▶ [DATA TO EXAMINE]:
⟨

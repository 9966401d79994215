//! MCP tool modules.
//!
//! Tools are grouped by domain: directory catalogs, dataset description,
//! chart rendering, and contextual help.

pub mod catalog;
pub mod dataset;
pub mod plots;
mod context;
//! Numeric helpers for summaries and correlation charts.

/// Descriptive statistics of one numeric column.
#[derive(Debug, Clone, Copy, PartialEq)]
pub struct Summary {
    pub count: usize,
    pub mean: f64,
    pub std: f64,
    pub min: f64,
    pub q25: f64,
    pub q50: f64,
    pub q75: f64,
    pub max: f64,
}

impl Summary {
    /// Summarizes the given values; everything but `count` is NaN when empty.
    #[must_use]
    pub fn from_values(values: &[f64]) -> Self {
        let mut sorted = values.to_vec();
        sorted.sort_by(f64::total_cmp);
        Self {
            count: values.len(),
            mean: mean(values),
            std: sample_std(values),
            min: sorted.first().copied().unwrap_or(f64::NAN),
            q25: quantile_sorted(&sorted, 0.25),
            q50: quantile_sorted(&sorted, 0.5),
            q75: quantile_sorted(&sorted, 0.75),
            max: sorted.last().copied().unwrap_or(f64::NAN),
        }
    }
}

#[must_use]
pub fn mean(values: &[f64]) -> f64 {
    if values.is_empty() {
        return f64::NAN;
    }
    values.iter().sum::<f64>() / values.len() as f64
}

/// Standard deviation with one degree of freedom removed.
#[must_use]
pub fn sample_std(values: &[f64]) -> f64 {
    if values.len() < 2 {
        return f64::NAN;
    }
    let avg = mean(values);
    let sum_sq: f64 = values.iter().map(|value| (value - avg).powi(2)).sum();
    (sum_sq / (values.len() - 1) as f64).sqrt()
}

/// Linearly interpolated quantile of already sorted values.
#[must_use]
pub fn quantile_sorted(sorted: &[f64], q: f64) -> f64 {
    match sorted.len() {
        0 => f64::NAN,
        1 => sorted[0],
        len => {
            let position = q * (len - 1) as f64;
            let lower = position.floor() as usize;
            let upper = position.ceil() as usize;
            let weight = position - lower as f64;
            (sorted[upper] - sorted[lower]).mul_add(weight, sorted[lower])
        }
    }
}

/// Pearson correlation coefficient; NaN when undefined.
#[must_use]
pub fn pearson(xs: &[f64], ys: &[f64]) -> f64 {
    let n = xs.len().min(ys.len());
    if n < 2 {
        return f64::NAN;
    }
    let (xs, ys) = (&xs[..n], &ys[..n]);
    let mean_x = mean(xs);
    let mean_y = mean(ys);
    let mut cov = 0.0;
    let mut var_x = 0.0;
    let mut var_y = 0.0;
    for (x, y) in xs.iter().zip(ys) {
        let dx = x - mean_x;
        let dy = y - mean_y;
        cov = dx.mul_add(dy, cov);
        var_x = dx.mul_add(dx, var_x);
        var_y = dy.mul_add(dy, var_y);
    }
    if var_x == 0.0 || var_y == 0.0 {
        return f64::NAN;
    }
    (cov / (var_x.sqrt() * var_y.sqrt())).clamp(-1.0, 1.0)
}

/// Square correlation matrix over the given series; the diagonal is 1.
#[must_use]
pub fn correlation_matrix(series: &[&[f64]]) -> Vec<Vec<f64>> {
    series
        .iter()
        .enumerate()
        .map(|(i, left)| {
            series
                .iter()
                .enumerate()
                .map(|(j, right)| if i == j { 1.0 } else { pearson(left, right) })
                .collect()
        })
        .collect()
}

/// First-degree least squares fit `y = slope * x + intercept`.
#[derive(Debug, Clone, Copy, PartialEq)]
pub struct LinearFit {
    pub slope: f64,
    pub intercept: f64,
}

impl LinearFit {
    /// Returns `None` for fewer than two points or a constant `x`.
    #[must_use]
    pub fn fit(xs: &[f64], ys: &[f64]) -> Option<Self> {
        let n = xs.len().min(ys.len());
        if n < 2 {
            return None;
        }
        let (xs, ys) = (&xs[..n], &ys[..n]);
        let mean_x = mean(xs);
        let mean_y = mean(ys);
        let mut cov = 0.0;
        let mut var_x = 0.0;
        for (x, y) in xs.iter().zip(ys) {
            let dx = x - mean_x;
            cov = dx.mul_add(y - mean_y, cov);
            var_x = dx.mul_add(dx, var_x);
        }
        if var_x == 0.0 {
            return None;
        }
        let slope = cov / var_x;
        Some(Self {
            slope,
            intercept: (-slope).mul_add(mean_x, mean_y),
        })
    }

    #[must_use]
    pub fn predict(&self, x: f64) -> f64 {
        self.slope.mul_add(x, self.intercept)
    }
}

#[cfg(test)]
mod tests {
    use super::*;

    fn close(a: f64, b: f64) -> bool {
        (a - b).abs() < 1e-9
    }

    #[test]
    fn summary_matches_known_values() {
        let summary = Summary::from_values(&[4.0, 1.0, 3.0, 2.0]);
        assert_eq!(summary.count, 4);
        assert!(close(summary.mean, 2.5));
        assert!(close(summary.std, 1.290_994_448_735_805_6));
        assert!(close(summary.min, 1.0));
        assert!(close(summary.q25, 1.75));
        assert!(close(summary.q50, 2.5));
        assert!(close(summary.q75, 3.25));
        assert!(close(summary.max, 4.0));
    }

    #[test]
    fn summary_of_nothing_is_nan() {
        let summary = Summary::from_values(&[]);
        assert_eq!(summary.count, 0);
        assert!(summary.mean.is_nan());
        assert!(summary.max.is_nan());
    }

    #[test]
    fn pearson_detects_perfect_relationships() {
        assert!(close(pearson(&[1.0, 2.0, 3.0], &[2.0, 4.0, 6.0]), 1.0));
        assert!(close(pearson(&[1.0, 2.0, 3.0], &[3.0, 2.0, 1.0]), -1.0));
        assert!(pearson(&[1.0, 1.0, 1.0], &[1.0, 2.0, 3.0]).is_nan());
        assert!(pearson(&[1.0], &[1.0]).is_nan());
    }

    #[test]
    fn matrix_has_unit_diagonal_and_is_symmetric() {
        let x = [1.0, 2.0, 3.0, 4.0];
        let y = [2.0, 1.0, 4.0, 3.0];
        let matrix = correlation_matrix(&[&x, &y]);
        assert!(close(matrix[0][0], 1.0));
        assert!(close(matrix[1][1], 1.0));
        assert!(close(matrix[0][1], matrix[1][0]));
        assert!(close(matrix[0][1], 0.6));
    }

    #[test]
    fn linear_fit_recovers_line() {
        let fit = LinearFit::fit(&[0.0, 1.0, 2.0], &[1.0, 3.0, 5.0]).expect("fit exists");
        assert!(close(fit.slope, 2.0));
        assert!(close(fit.intercept, 1.0));
        assert!(close(fit.predict(3.0), 7.0));
        assert!(LinearFit::fit(&[2.0, 2.0], &[1.0, 3.0]).is_none());
    }
}
use std::path::{Path, PathBuf};
use std::time::SystemTime;
use std::{error::Error, fmt};

use chrono::{DateTime, Local};
use dataviz_store::models::{DataFile, ImageFile, PlotArtifact};
use dataviz_store::schema::{CSV_EXTENSION, IMAGE_EXTENSION};
use tracing::debug;

/// Which configured directory an error refers to.
#[derive(Debug, Clone, Copy, PartialEq, Eq)]
pub enum DirectoryRole {
    Data,
    Output,
}

impl fmt::Display for DirectoryRole {
    fn fmt(&self, f: &mut fmt::Formatter<'_>) -> fmt::Result {
        match self {
            Self::Data => f.write_str("Data"),
            Self::Output => f.write_str("Output"),
        }
    }
}

#[derive(Debug)]
pub enum StoreError {
    DirectoryNotFound { role: DirectoryRole, path: PathBuf },
    FileNotFound { filename: String, available: Vec<String> },
    Io(std::io::Error),
}

impl fmt::Display for StoreError {
    fn fmt(&self, f: &mut fmt::Formatter<'_>) -> fmt::Result {
        match self {
            Self::DirectoryNotFound { role, path } => {
                write!(f, "{role} directory '{}' does not exist.", path.display())
            }
            Self::FileNotFound {
                filename,
                available,
            } => write!(
                f,
                "File '{filename}' not found in data directory. Available files: {available:?}"
            ),
            Self::Io(err) => write!(f, "I/O error: {err}"),
        }
    }
}

impl Error for StoreError {}

impl From<std::io::Error> for StoreError {
    fn from(err: std::io::Error) -> Self {
        Self::Io(err)
    }
}

pub type StoreResult<T> = Result<T, StoreError>;

/// Read access to the dataset directory and write access to the artifact
/// directory. Nothing is cached; every call goes to disk.
#[derive(Debug, Clone)]
pub struct DataStore {
    input_dir: PathBuf,
    output_dir: PathBuf,
}

impl DataStore {
    #[must_use]
    pub fn new(input_dir: impl Into<PathBuf>, output_dir: impl Into<PathBuf>) -> Self {
        Self {
            input_dir: input_dir.into(),
            output_dir: output_dir.into(),
        }
    }

    #[must_use]
    pub fn input_dir(&self) -> &Path {
        &self.input_dir
    }

    #[must_use]
    pub fn output_dir(&self) -> &Path {
        &self.output_dir
    }

    /// Lists every regular file in the input directory, sorted by name.
    ///
    /// # Errors
    /// Returns `StoreError::DirectoryNotFound` if the input directory is
    /// missing, or `StoreError::Io` if it cannot be read.
    pub fn list_data_files(&self) -> StoreResult<Vec<DataFile>> {
        self.ensure_dir(DirectoryRole::Data)?;
        let mut files = Vec::new();
        for entry in std::fs::read_dir(&self.input_dir)? {
            let entry = entry?;
            let metadata = entry.metadata()?;
            if !metadata.is_file() {
                continue;
            }
            let path = entry.path();
            files.push(DataFile {
                name: entry.file_name().to_string_lossy().into_owned(),
                size_bytes: metadata.len(),
                extension: path
                    .extension()
                    .map(|ext| format!(".{}", ext.to_string_lossy()))
                    .unwrap_or_default(),
            });
        }
        files.sort_by(|left, right| left.name.cmp(&right.name));
        Ok(files)
    }

    /// Names of the `.csv` files in the input directory; empty when the
    /// directory is missing or unreadable.
    #[must_use]
    pub fn csv_file_names(&self) -> Vec<String> {
        self.list_data_files()
            .map(|files| {
                files
                    .into_iter()
                    .filter(|file| file.extension == format!(".{CSV_EXTENSION}"))
                    .map(|file| file.name)
                    .collect()
            })
            .unwrap_or_default()
    }

    /// Resolves a bare file name inside the input directory.
    ///
    /// # Errors
    /// Returns `StoreError::FileNotFound`, listing the available CSV files,
    /// when the name does not refer to an existing file in the directory.
    pub fn resolve_data_file(&self, filename: &str) -> StoreResult<PathBuf> {
        let is_bare_name = Path::new(filename)
            .file_name()
            .is_some_and(|name| name == filename);
        let path = self.input_dir.join(filename);
        if is_bare_name && path.is_file() {
            debug!(path = %path.display(), "resolved data file");
            return Ok(path);
        }
        Err(StoreError::FileNotFound {
            filename: filename.to_string(),
            available: self.csv_file_names(),
        })
    }

    /// Writes a rendered artifact, replacing any file of the same name.
    ///
    /// # Errors
    /// Returns `StoreError::DirectoryNotFound` if the output directory is
    /// missing, or `StoreError::Io` if the write fails.
    pub fn write_artifact(&self, file_name: &str, bytes: &[u8]) -> StoreResult<PlotArtifact> {
        self.ensure_dir(DirectoryRole::Output)?;
        let output_path = self.output_dir.join(file_name);
        std::fs::write(&output_path, bytes)?;
        let metadata = std::fs::metadata(&output_path)?;
        debug!(path = %output_path.display(), bytes = metadata.len(), "wrote artifact");
        Ok(PlotArtifact {
            created_at: created_at(&metadata),
            size_bytes: metadata.len(),
            output_path,
        })
    }

    /// Lists rendered images, newest first.
    ///
    /// # Errors
    /// Returns `StoreError::DirectoryNotFound` if the output directory is
    /// missing, or `StoreError::Io` if it cannot be read.
    pub fn list_images(&self) -> StoreResult<Vec<ImageFile>> {
        self.ensure_dir(DirectoryRole::Output)?;
        let mut images = Vec::new();
        for entry in std::fs::read_dir(&self.output_dir)? {
            let entry = entry?;
            let path = entry.path();
            if path.extension().is_none_or(|ext| ext != IMAGE_EXTENSION) {
                continue;
            }
            let metadata = entry.metadata()?;
            if !metadata.is_file() {
                continue;
            }
            images.push(ImageFile {
                name: entry.file_name().to_string_lossy().into_owned(),
                size_bytes: metadata.len(),
                created_at: created_at(&metadata),
            });
        }
        images.sort_by(|left, right| {
            right
                .created_at
                .cmp(&left.created_at)
                .then_with(|| left.name.cmp(&right.name))
        });
        Ok(images)
    }

    fn ensure_dir(&self, role: DirectoryRole) -> StoreResult<()> {
        let path = match role {
            DirectoryRole::Data => &self.input_dir,
            DirectoryRole::Output => &self.output_dir,
        };
        if path.is_dir() {
            Ok(())
        } else {
            Err(StoreError::DirectoryNotFound {
                role,
                path: path.clone(),
            })
        }
    }
}

/// Last write time, so an overwritten artifact counts as new. Falls back to
/// birth time where modification time is unavailable.
fn created_at(metadata: &std::fs::Metadata) -> DateTime<Local> {
    let time = metadata
        .modified()
        .or_else(|_| metadata.created())
        .unwrap_or_else(|_| SystemTime::now());
    DateTime::<Local>::from(time)
}
//! Core services for dataviz-mcp.
//!
//! This crate owns the CSV parser, the filesystem store over the input and
//! output directories, the raster chart engine, and the control plane that
//! answers dataset queries and renders charts.

pub mod control;
pub mod parsers;
pub mod render;
pub mod stats;
pub mod store;
impl Player {
    pub fn new(tuning: PlayerTuning) -> Self {
        Self {
            position: Vec3::new(0.0, 2.0, -10.0),
            velocity: Vec3::ZERO,
            look: Vec2::ZERO,
            facing: 0.0,
            coyote: 0.0,
            pushing: false,
            push_cooldown: 0.0,
            camera: Vec3::ZERO,
            animator: Animator::sisyphus_legs(),
            tuning,
        }
    }

    /// Stand the player on the slope at `z`
    pub fn reset(&mut self, z: f32) {
        self.position = Vec3::new(0.0, terrain_height(0.0, z) + 2.0, z);
        self.velocity = Vec3::ZERO;
        self.pushing = false;
    }

    /// Mouse-look by `dx`, `dy` counts; pitch is clamped
    pub fn look(&mut self, dx: f32, dy: f32) {
        let t = &self.tuning;
        self.look.x += dx / t.look_sensitivity;
        self.look.y = (self.look.y - dy / t.look_sensitivity).clamp(-t.pitch_limit, t.pitch_limit);
    }

    pub fn on_ground(&self) -> bool {
        let p = self.position;
        if over_pit(p.x, p.z) {
            return false;
        }
        p.y <= terrain_height(p.x, p.z) + self.tuning.half_height + self.tuning.ground_tolerance
    }

    /// Torso pitch: leaning into the boulder while pushing, otherwise the pose's own
    pub fn lean(&self) -> f32 {
        if self.pushing {
            self.tuning.push_lean
        } else {
            self.animator.current_pose().joint(Joint::BodyAngle).y
        }
    }

    pub fn pose(&self) -> PlayerPose {
        let lean = self.lean();
        let mut pose = self.animator.current_pose();
        pose.joints[Joint::BodyAngle as usize] = Vec3::new(0.0, lean, 0.0);
        PlayerPose {
            position: self.position,
            facing: self.facing,
            lean,
            pushing: self.pushing,
            pose,
        }
    }

    /// Advance one frame: bars, movement and collisions, then pushing
    pub fn update<S>(&mut self, frame: &FrameContext, input: &TickInput, boulder: &mut Boulder, events: &mut S)
    where
        S: EventSink + ?Sized,
    {
        self.apply_bars(frame.time, events);
        self.step(frame, input, boulder, events);
        self.push(frame.dt, &input.held, boulder);
        self.animator.advance(frame.dt);
        self.place_camera(frame.time, &boulder.pose());
    }

    fn apply_bars<S: EventSink + ?Sized>(&mut self, time: f32, events: &mut S) {
        if let Some(force) = bar_knockback(self.position, time) {
            self.velocity += force;
            self.push_cooldown = self.tuning.knockback_cooldown;
            events.show_message("Knocked off!", self.tuning.knockback_message_secs);
        }
    }

    /// Walking direction from the held keys, relative to look yaw
    fn wish_dir(&self, held: &Keys) -> Vec3 {
        let (sa, ca) = self.look.x.sin_cos();
        let mut dir = Vec3::ZERO;
        if held.forward {
            dir += Vec3::new(sa, 0.0, ca);
        }
        if held.back {
            dir -= Vec3::new(sa, 0.0, ca);
        }
        if held.left {
            dir += Vec3::new(-ca, 0.0, sa);
        }
        if held.right {
            dir += Vec3::new(ca, 0.0, -sa);
        }
        dir
    }

    fn select_animation(&mut self, moving: bool) {
        let t = &self.tuning;
        let (state, blend) = if !self.on_ground() {
            if self.velocity.y > t.rising_speed {
                (AnimState::JumpRise, t.blend_rise)
            } else {
                (AnimState::JumpFall, t.blend_fall)
            }
        } else if moving {
            (AnimState::Walk, t.blend_walk)
        } else {
            (AnimState::Idle, t.blend_idle)
        };
        self.animator.set_state(state, blend);
    }

    fn step<S: EventSink + ?Sized>(
        &mut self,
        frame: &FrameContext,
        input: &TickInput,
        boulder: &Boulder,
        events: &mut S,
    ) {
        let dt = frame.dt;
        let dir = self.wish_dir(&input.held);
        let moving = dir.length() > 0.0;

        if moving {
            let target = dir.x.atan2(dir.z);
            self.facing = normalize_angle(lerp_angle(self.facing, target, self.tuning.turn_rate));
        }
        self.select_animation(moving);

        let speed = if self.pushing { self.tuning.push_speed } else { self.tuning.speed };
        let walk = dir.normalize_or_zero() * speed * dt;

        self.coyote -= dt;
        if self.on_ground() {
            self.coyote = self.tuning.coyote_window;
            self.velocity.x *= self.tuning.ground_damping;
            self.velocity.z *= self.tuning.ground_damping;
        }
        if input.pressed.jump && self.coyote > 0.0 {
            self.velocity.y = self.tuning.jump_speed;
            // Spent until the next landing
            self.coyote = -1.0;
        }

        self.velocity.y -= self.tuning.gravity * dt;
        self.position += self.velocity * dt + walk;

        let terrain = terrain_height(self.position.x, self.position.z);
        self.resolve_ground(terrain, dt);
        self.resolve_obstacles(frame.time);
        self.resolve_boulder(boulder);

        let (half_width, bounce) = (self.tuning.path_half_width, self.tuning.wall_bounce);
        clamp_lateral(&mut self.position, &mut self.velocity, half_width, bounce);

        if self.position.y < terrain - self.tuning.abyss_depth {
            events.report_failure(Failure::PlayerInAbyss);
        }
    }

    /// Stand on the terrain, unless over a pit, where the pit pulls instead
    fn resolve_ground(&mut self, terrain: f32, dt: f32) {
        let p = self.position;
        if over_pit(p.x, p.z) {
            if let Some(pit) = pit_capturing(p.x, p.z) {
                self.velocity.x += (pit.x - p.x) * self.tuning.pit_pull * dt;
                self.velocity.z += (pit.z - p.z) * self.tuning.pit_pull * dt;
            }
            return;
        }

        let ground = terrain + self.tuning.half_height;
        if p.y < ground {
            self.position.y = ground;
            self.velocity.y = self.velocity.y.max(0.0);
        }
    }

    fn resolve_obstacles(&mut self, time: f32) {
        let t = &self.tuning;
        let r = t.half_height;

        // Bars only shove, they do not stop the player
        if let Some(out) = push_out(self.position, r, t.probe_eps, 0.0, |p| bars_distance(p, time)) {
            self.position = out.position;
        }

        if let Some(out) = push_out(self.position, r, t.probe_eps, 0.0, boxes_distance) {
            self.position = out.position;
            self.velocity = cancel_inward(self.velocity, out.normal, 1.0);
        }

        // Beams are stepped over
        if beams_distance(self.position) < r {
            let step = terrain_height(self.position.x, self.position.z) + t.beam_step + r;
            self.position.y = self.position.y.max(step);
        }
    }

    fn resolve_boulder(&mut self, boulder: &Boulder) {
        let min_dist = self.tuning.half_height + boulder.radius();
        if let Some((position, velocity)) =
            separate_spheres(self.position, self.velocity, boulder.position, min_dist)
        {
            self.position = position;
            self.velocity = velocity;
        }
    }

    /// Push the boulder when close, facing it, walking forward, grounded and off cooldown
    fn push(&mut self, dt: f32, held: &Keys, boulder: &mut Boulder) {
        let t = &self.tuning;
        self.push_cooldown -= dt;

        let to_boulder = boulder.position - self.position;
        let dist = to_boulder.length();
        let facing = dir_from_angle(self.look.x, 0.0);
        let aligned = to_boulder.normalize_or_zero().dot(facing) > t.push_alignment;

        let can_push = dist > t.push_min_dist
            && dist < t.push_max_dist
            && aligned
            && held.forward
            && self.on_ground();

        self.pushing = can_push && self.push_cooldown <= 0.0;
        if self.pushing {
            let flat = Vec3::new(to_boulder.x, 0.0, to_boulder.z).normalize_or_zero();
            boulder.apply_push(flat * self.tuning.push_force);
        }
    }

    /// Camera behind the player, pulled in until it clears the scenery
    fn place_camera(&mut self, time: f32, boulder: &BoulderPose) {
        let t = &self.tuning;
        let offset = rot_y(rot_x(Vec3::new(0.0, 0.0, -t.camera_distance), -self.look.y), self.look.x);
        let back = offset.normalize_or_zero() * t.camera_step;
        let clearance = |p: Vec3| static_distance(p, time).min(boulder_distance(p, boulder));

        let mut camera = self.position + Vec3::Y * t.camera_height + offset;
        for _ in 0..t.camera_max_steps {
            if clearance(camera) >= t.camera_clearance {
                break;
            }
            camera -= back;
        }
        self.camera = camera;
    }
}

⟩

▶ [WHAT YOU NEED TO DO]: Check each line of the listing above for the word "animator". Then state how many lines have it, and nothing further.

▶ [YOUR RESPONSE]: 5